Рисунок 25 -- Автоматическая генерация правил. Шаг 1
Нажмите кнопку Next.
-
На втором шаге укажите, как будут анализироваться файлы: по сертификату, по хэшу или по пути (см. рисунок 26).
Рисунок 262 -- Автоматическая генерация правил. Шаг 2
Нажмите кнопку Next.
-
Проверьте информацию, указанную в правиле, и нажмите кнопку Create (см. рисунок 27).
Рисунок 27 -- Автоматическая генерация правил. Шаг 3
Правило будет создано.
-
Повторите действия для каждого набора правил Executable rules, Windows installer rules, Script rules, Packaged app Rules.
-
-
Способ 2. Вручную:
-
В разделе Application Control Policies → AppLocker выберите необходимый набор правил, вызовите контекстное меню и выберите пункт New Rule (см. рисунок 20). Отроется окно "Create Rules" (см. рисунок 28).
Рисунок 28 -- Ручная генерация правил. Шаг 1
Ознакомьтесь с информацией в окне и нажмите кнопку Next.
-
На втором шаге выберите действие (разрешить или запретить запуск) и пользователя (группу пользователей), на кого применится правило (см. рисунок 29).
Рисунок 29 -- Ручная генерация правил. Шаг 2
Нажмите кнопку Next.
-
На третьем шаге выберите тип проверки файла: по сертификату, либо по пути, либо по хэшу (см. рисунок30).
Рисунок 30 -- Ручная генерация правил. Шаг 3
Нажмите кнопку Next.
-
На четвертом шаге в зависимости от выбранного типа проверки файлов добавьте соответствующее условие (путь, либо хэш, либо сертификат) (см. рисунок 31).
Рисунок 31 -- Ручная генерация правил. Шаг 4
Нажмите кнопку Next.
-
На пятом шаге при необходимости добавьте исключения из правила (см. рисунок 32.
Рисунок 32 -- Ручная генерация правил. Шаг 5
Нажмите кнопку Next.
-
На шестом шаге укажите наименование правила и нажмите кнопку Create (см. рисунок 33).

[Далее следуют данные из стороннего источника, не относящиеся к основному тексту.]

//! End-to-end resolution tests

use std::collections::BTreeSet;

use docket_core::cluster::{cluster, eps_range, sweep_eps};
use docket_core::config::ClusteringConfig;
use docket_core::pipeline::{obtain_matrix, prepare, resolve, MatrixSource, Prepared};
use docket_core::similarity::{self, build, NoProgress, ScorerKind};
use docket_core::{ClusterParams, DocketConfig, DocketError, Record, RecordTable, SampleWeights};
use proptest::prelude::*;

fn table(rows: &[(&str, &str)]) -> RecordTable {
    RecordTable::new(
        vec![
            "Case Number".to_string(),
            "Plaintiff Name(s)".to_string(),
            "Case Outcome".to_string(),
        ],
        rows.iter()
            .enumerate()
            .map(|(i, (p, o))| Record::new(vec![format!("CV-{:04}", i), p.to_string(), o.to_string()]))
            .collect(),
    )
}

fn scenario() -> Prepared {
    prepare(
        table(&[
            ("Midland Funding LLC", "Judgment for Plaintiff"),
            ("Midland Funding, LLC", "Dismissed 07/17/2017 1:15 PM"),
            ("ABC Corp", "Dismissed"),
            ("XYZ Inc", "Judgment for Plaintiff. FINAL"),
            ("XYZ Incorporated", "Withdrawn"),
        ]),
        &DocketConfig::default(),
    )
    .unwrap()
}

fn clustering(eps: f64, weight_by_count: bool) -> ClusteringConfig {
    ClusteringConfig {
        eps,
        min_samples: 2,
        weight_by_count,
    }
}

fn names(list: &[&str]) -> BTreeSet<String> {
    list.iter().map(|s| s.to_string()).collect()
}

// === End-to-End Scenario ===

#[test]
fn test_midland_xyz_abc_scenario() {
    let prepared = scenario();
    assert_eq!(prepared.plaintiffs.counts.names(), vec!["MIDLAND FUNDING", "XYZ", "ABC"]);

    let matrix = build(&prepared.plaintiffs.counts.names(), &ScorerKind::Jaro, &NoProgress).unwrap();
    let resolution = resolve(&prepared, Some(&matrix), &clustering(0.15, true)).unwrap();

    assert_eq!(resolution.summary.clusters, 2);
    assert_eq!(
        resolution.assignment.partition(),
        BTreeSet::from([names(&["MIDLAND FUNDING"]), names(&["XYZ"])])
    );

    let rows = resolution.labeling.rows();
    assert_eq!(rows[0].cluster_name, "MIDLAND FUNDING");
    assert_eq!(rows[1].cluster_name, "MIDLAND FUNDING");
    assert_eq!(rows[0].cluster_num, rows[1].cluster_num);
    assert_eq!(rows[3].cluster_name, "XYZ");
    assert_eq!(rows[3].cluster_num, rows[4].cluster_num);
    assert_ne!(rows[0].cluster_num, rows[3].cluster_num);
    assert_eq!(rows[2].cluster_num, -1);
    assert_eq!(rows[2].cluster_name, "ABC");

    let crosstab = &resolution.crosstab;
    assert_eq!(
        crosstab.outcomes(),
        ["Dismissed", "Judgment for Plaintiff", "Withdrawn"]
    );
    assert_eq!(crosstab.count("MIDLAND FUNDING", "Dismissed"), 1);
    assert_eq!(crosstab.count("MIDLAND FUNDING", "Judgment for Plaintiff"), 1);
    assert_eq!(crosstab.count("XYZ", "Judgment for Plaintiff"), 1);
    assert_eq!(crosstab.count("XYZ", "Withdrawn"), 1);
    assert!(crosstab.row("XYZ").unwrap().clustered);
    assert!(!crosstab.row("ABC").unwrap().clustered);
    assert_eq!(crosstab.total(), 5);
}

#[test]
fn test_unweighted_collapsed_names_stay_noise() {
    let prepared = scenario();
    let matrix = build(&prepared.plaintiffs.counts.names(), &ScorerKind::Jaro, &NoProgress).unwrap();
    let resolution = resolve(&prepared, Some(&matrix), &clustering(0.15, false)).unwrap();

    assert_eq!(resolution.summary.clusters, 0);
    assert_eq!(resolution.summary.clustered_rows, 0);
    assert!(resolution.labeling.rows().iter().all(|r| r.cluster_num == -1));
}

#[test]
fn test_spelling_variants_cluster() {
    let prepared = prepare(
        table(&[
            ("Midland Funding LLC", "Dismissed"),
            ("Midland Funding LLC", "Judgment for Plaintiff"),
            ("Midland Fundng LLC", "Dismissed"),
            ("Portfolio Recovery Associates, LLC", "Dismissed"),
            ("Portfolio Recovery Assoc", "Withdrawn"),
            ("ABC Corp", "Dismissed"),
        ]),
        &DocketConfig::default(),
    )
    .unwrap();
    let matrix = build(&prepared.plaintiffs.counts.names(), &ScorerKind::Jaro, &NoProgress).unwrap();
    let resolution = resolve(&prepared, Some(&matrix), &clustering(0.1, false)).unwrap();

    assert_eq!(
        resolution.assignment.partition(),
        BTreeSet::from([
            names(&["MIDLAND FUNDING", "MIDLAND FUNDNG"]),
            names(&["PORTFOLIO RECOVERY ASSOCIATES", "PORTFOLIO RECOVERY ASSOC"]),
        ])
    );

    let labels: Vec<&str> = resolution
        .labeling
        .rows()
        .iter()
        .map(|r| r.cluster_name.as_str())
        .collect();
    assert_eq!(
        labels,
        vec![
            "MIDLAND FUNDING",
            "MIDLAND FUNDING",
            "MIDLAND FUNDING",
            "PORTFOLIO RECOVERY ASSOC",
            "PORTFOLIO RECOVERY ASSOC",
            "ABC",
        ]
    );
    assert_eq!(resolution.crosstab.count("MIDLAND FUNDING", "Dismissed"), 2);
}

#[test]
fn test_annotated_rows_cover_table() {
    let prepared = scenario();
    let matrix = build(&prepared.plaintiffs.counts.names(), &ScorerKind::Jaro, &NoProgress).unwrap();
    let resolution = resolve(&prepared, Some(&matrix), &clustering(0.15, true)).unwrap();

    let annotated = resolution.annotated(&prepared).unwrap();
    assert_eq!(annotated.len(), prepared.table.len());
    let cluster_num = resolution.labeling.rows()[1].cluster_num.to_string();
    assert_eq!(
        annotated[1].fields(),
        vec![
            "CV-0001",
            "Midland Funding, LLC",
            "Dismissed 07/17/2017 1:15 PM",
            "MIDLAND FUNDING",
            "Dismissed",
            cluster_num.as_str(),
            "MIDLAND FUNDING",
        ]
    );
}

// === Matrix Persistence ===

#[test]
fn test_saved_matrix_gives_same_resolution() {
    let dir = tempfile::tempdir().unwrap();
    let path = dir.path().join("20240101120000-similarity.bin");
    let prepared = scenario();

    let built = obtain_matrix(&prepared, &MatrixSource::Build, &ScorerKind::Jaro, &NoProgress).unwrap();
    similarity::save(&built, &path).unwrap();
    let loaded = obtain_matrix(&prepared, &MatrixSource::Load(path), &ScorerKind::Jaro, &NoProgress).unwrap();
    assert_eq!(loaded, built);

    let a = resolve(&prepared, Some(&built), &clustering(0.15, true)).unwrap();
    let b = resolve(&prepared, Some(&loaded), &clustering(0.15, true)).unwrap();
    assert_eq!(a.assignment.partition(), b.assignment.partition());
    assert_eq!(a.crosstab, b.crosstab);
}

#[test]
fn test_matrix_from_other_table_is_rejected() {
    let dir = tempfile::tempdir().unwrap();
    let path = dir.path().join("stale.bin");

    let other = prepare(table(&[("Acme Inc", "Dismissed")]), &DocketConfig::default()).unwrap();
    let stale = obtain_matrix(&other, &MatrixSource::Build, &ScorerKind::Jaro, &NoProgress).unwrap();
    similarity::save(&stale, &path).unwrap();

    let err = obtain_matrix(&scenario(), &MatrixSource::Load(path), &ScorerKind::Jaro, &NoProgress)
        .unwrap_err();
    assert!(matches!(err, DocketError::MalformedPersistedMatrix(_)));
}

#[test]
fn test_no_matrix_is_missing_cluster_input() {
    let err = resolve(&scenario(), None, &ClusteringConfig::default()).unwrap_err();
    assert!(matches!(err, DocketError::MissingClusterInput));
}

// === Property-Based Tests ===

fn name_sets() -> impl Strategy<Value = Vec<String>> {
    prop::collection::btree_set("[A-D]{1,3}( [A-D]{1,3})?", 1..12).prop_map(|set| set.into_iter().collect())
}

proptest! {
    #[test]
    fn test_matrix_symmetric_unit_diagonal(names in name_sets()) {
        let m = build(&names, &ScorerKind::Jaro, &NoProgress).unwrap();
        for i in 0..names.len() {
            prop_assert_eq!(m.get(i, i), 1.0);
            for j in 0..names.len() {
                prop_assert_eq!(m.get(i, j), m.get(j, i));
            }
        }
    }

    #[test]
    fn test_clustering_deterministic_and_covering(names in name_sets(), eps in 0.0f64..0.4) {
        let m = build(&names, &ScorerKind::Jaro, &NoProgress).unwrap();
        let params = ClusterParams { eps, min_samples: 2 };
        let first = cluster(&m, &params, SampleWeights::Uniform).unwrap();
        let second = cluster(&m, &params, SampleWeights::Uniform).unwrap();
        prop_assert_eq!(first.partition(), second.partition());

        let mut seen: Vec<String> = first.noise().iter().map(|s| s.to_string()).collect();
        for id in 0..first.cluster_count() {
            seen.extend(first.members(id).iter().map(|s| s.to_string()));
        }
        seen.sort();
        let mut expected = names.clone();
        expected.sort();
        prop_assert_eq!(seen, expected);
    }

    #[test]
    fn test_sweep_monotone_in_clustered_names(names in name_sets()) {
        let m = build(&names, &ScorerKind::Jaro, &NoProgress).unwrap();
        let grid = eps_range(0.01, 0.24, 0.01).unwrap();
        let points = sweep_eps(&m, &grid, 2, SampleWeights::Uniform, &[]).unwrap();
        for pair in points.windows(2) {
            prop_assert!(pair[0].clustered_names <= pair[1].clustered_names);
            prop_assert!(pair[0].core_points <= pair[1].core_points);
        }
    }
}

Рисунок 33 -- Ручная генерация правил. Шаг 6
Правило будет создано.
-
Повторите действия для каждого набора правил Executable rules, Windows installer rules, Script rules, Packaged app Rules.
-
-
Примените политику, выполнив следующую команду в консоли:
gpupdate /force -
Проверить наличие событий в разделе AppLocker: EventViewer.msc → Application and Service Log → Microsoft → Windows → AppLocker (см. рисунок 34).
Рисунок 34 -- Проверка наличия событий
-
Включите источник Microsoft-Windows-AppLocker.
Microsoft Windows Defender
Характеристики источника в Платформе Радар:
| Характеристика | Значение |
|---|---|
| Название | Microsoft-Windows-Defender |
| Номер (Порт) | 1511 |
| Вендор | Microsoft |
| Тип | Defender |
| Профиль сбора | eventlog_input_local |
Примечание: события от источника включены по умолчанию и записываются в журнал Windows по пути Microsoft-Windows-Windows Defender/Operational. Агент сбора лог-коллектора должен быть установлен на том же сервере, где и Microsoft Windows Defender.
Включите источник Microsoft-Windows-Defender.
Microsoft Windows Firewall
Характеристики источника в Платформе Радар:
| Характеристика | Значение |
|---|---|
| Название | Microsoft-Windows-Firewall |
| Номер (Порт) | 1512 |
| Вендор | Microsoft |
| Тип | Firewall |
| Профиль сбора | eventlog_input_local |
Примечание: агент сбора лог-коллектора должен быть установлен на том же сервере, где и Microsoft Windows Firewall.
Для настройки источника выполните следующие действия:
- Запустите консоль Powershell от имени администратора.
-
Включите журналирование для Windows Firewall (для каждого профиля, журналирование включается отдельно):
Set-NetFireWallProfile -Profile Domain -LogBlocked True -LogAllowed True -LogMaxSize 4096 -LogFileName "$env:systemroot\system32\LogFiles\Firewall\pfirewall.log" Set-NetFireWallProfile -Profile Public -LogBlocked True -LogAllowed True -LogMaxSize 4096 -LogFileName "$env:systemroot\system32\LogFiles\Firewall\pfirewall.log" Set-NetFireWallProfile -Profile Private -LogBlocked True -LogAllowed True -LogMaxSize 4096 -LogFileName "$env:systemroot\system32\LogFiles\Firewall\pfirewall.log" -
Включите источник Microsoft-Windows-Firewall.